■ What this task involves ■
Say the number of lines in the records below that hold the word "AssignmentStatus", and only that number.

══ Exercise materials

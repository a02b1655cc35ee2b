//! 预导入模块，方便使用

pub use super::assignment_submissions::{
    ActiveModel as SubmissionActiveModel, Entity as AssignmentSubmissions,
    Model as SubmissionModel,
};
pub use super::assignments::{
    ActiveModel as AssignmentActiveModel, Entity as Assignments, Model as AssignmentModel,
};
pub use super::users::{ActiveModel as UserActiveModel, Entity as Users, Model as UserModel};
use actix_web::{HttpRequest, HttpResponse, Result as ActixResult};
use tracing::{error, info, warn};

use crate::models::{
    ApiResponse, ErrorCode,
    auth::{LoginRequest, LoginResponse},
};
use crate::utils::jwt::JwtUtils;
use crate::utils::password::verify_password;

use super::AuthService;

fn login_failed() -> HttpResponse {
    HttpResponse::Unauthorized().json(ApiResponse::error_empty(
        ErrorCode::AuthFailed,
        "Username or password is incorrect",
    ))
}

pub async fn handle_login(
    service: &AuthService,
    login_request: LoginRequest,
    request: &HttpRequest,
) -> ActixResult<HttpResponse> {
    let storage = service.get_storage(request)?;
    let config = service.get_config();

    // 1. 根据用户名或邮箱获取用户信息
    let user = match storage
        .get_user_by_username_or_email(&login_request.username)
        .await
    {
        Ok(Some(user)) => user,
        Ok(None) => {
            info!("Login failed: unknown user {}", login_request.username);
            return Ok(login_failed());
        }
        Err(e) => {
            error!("Login lookup failed: {}", e);
            return Ok(crate::services::error_response(&e));
        }
    };

    // 2. 验证密码
    if !verify_password(&login_request.password, &user.password_hash) {
        info!("Login failed: wrong password for {}", user.username);
        return Ok(login_failed());
    }

    // 3. 更新最后登录时间
    if let Err(e) = storage.update_last_login(user.id).await {
        warn!("Failed to update last login for {}: {}", user.id, e);
    }

    // 4. 生成令牌对
    let token_pair = match JwtUtils::generate_token_pair(user.id, &user.role.to_string()) {
        Ok(pair) => pair,
        Err(e) => {
            error!("Failed to generate JWT token: {}", e);
            return Ok(
                HttpResponse::InternalServerError().json(ApiResponse::error_empty(
                    ErrorCode::InternalServerError,
                    "Login failed, unable to generate token",
                )),
            );
        }
    };

    info!("User {} logged in successfully", user.username);

    let refresh_cookie = JwtUtils::create_refresh_token_cookie(&token_pair.refresh_token);
    let response = LoginResponse {
        access_token: token_pair.access_token,
        expires_in: config.jwt.access_token_expiry * 60, // 转换为秒
        user,
        created_at: chrono::Utc::now(),
    };

    Ok(HttpResponse::Ok()
        .cookie(refresh_cookie)
        .json(ApiResponse::success(response, "Login successful")))
}
//! 作业实体

use sea_orm::entity::prelude::*;

#[derive(Clone, Debug, PartialEq, DeriveEntityModel)]
#[sea_orm(table_name = "assignments")]
pub struct Model {
    #[sea_orm(primary_key)]
    pub id: i64,
    pub teacher_id: i64,
    pub title: String,
    #[sea_orm(column_type = "Text")]
    pub description: String,
    pub due_date: i64,
    pub status: String,
    pub created_at: i64,
    pub updated_at: i64,
}

#[derive(Copy, Clone, Debug, EnumIter, DeriveRelation)]
pub enum Relation {
    #[sea_orm(
        belongs_to = "super::users::Entity",
        from = "Column::TeacherId",
        to = "super::users::Column::Id"
    )]
    Teacher,
    #[sea_orm(has_many = "super::assignment_submissions::Entity")]
    Submissions,
}

impl Related<super::users::Entity> for Entity {
    fn to() -> RelationDef {
        Relation::Teacher.def()
    }
}

impl Related<super::assignment_submissions::Entity> for Entity {
    fn to() -> RelationDef {
        Relation::Submissions.def()
    }
}

impl ActiveModelBehavior for ActiveModel {}

// 从数据库模型转换为业务模型（提交列表由调用方填充）
impl Model {
    pub fn into_assignment(
        self,
        submissions: Vec<crate::models::assignments::entities::Submission>,
    ) -> crate::models::assignments::entities::Assignment {
        use crate::models::assignments::entities::{Assignment, AssignmentStatus};
        use super::from_timestamp;

        Assignment {
            id: self.id,
            title: self.title,
            description: self.description,
            due_date: from_timestamp(self.due_date),
            status: self
                .status
                .parse::<AssignmentStatus>()
                .unwrap_or(AssignmentStatus::Draft),
            teacher_id: self.teacher_id,
            submissions,
            created_at: from_timestamp(self.created_at),
            updated_at: from_timestamp(self.updated_at),
        }
    }
}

════

■ Answer for the task ■
3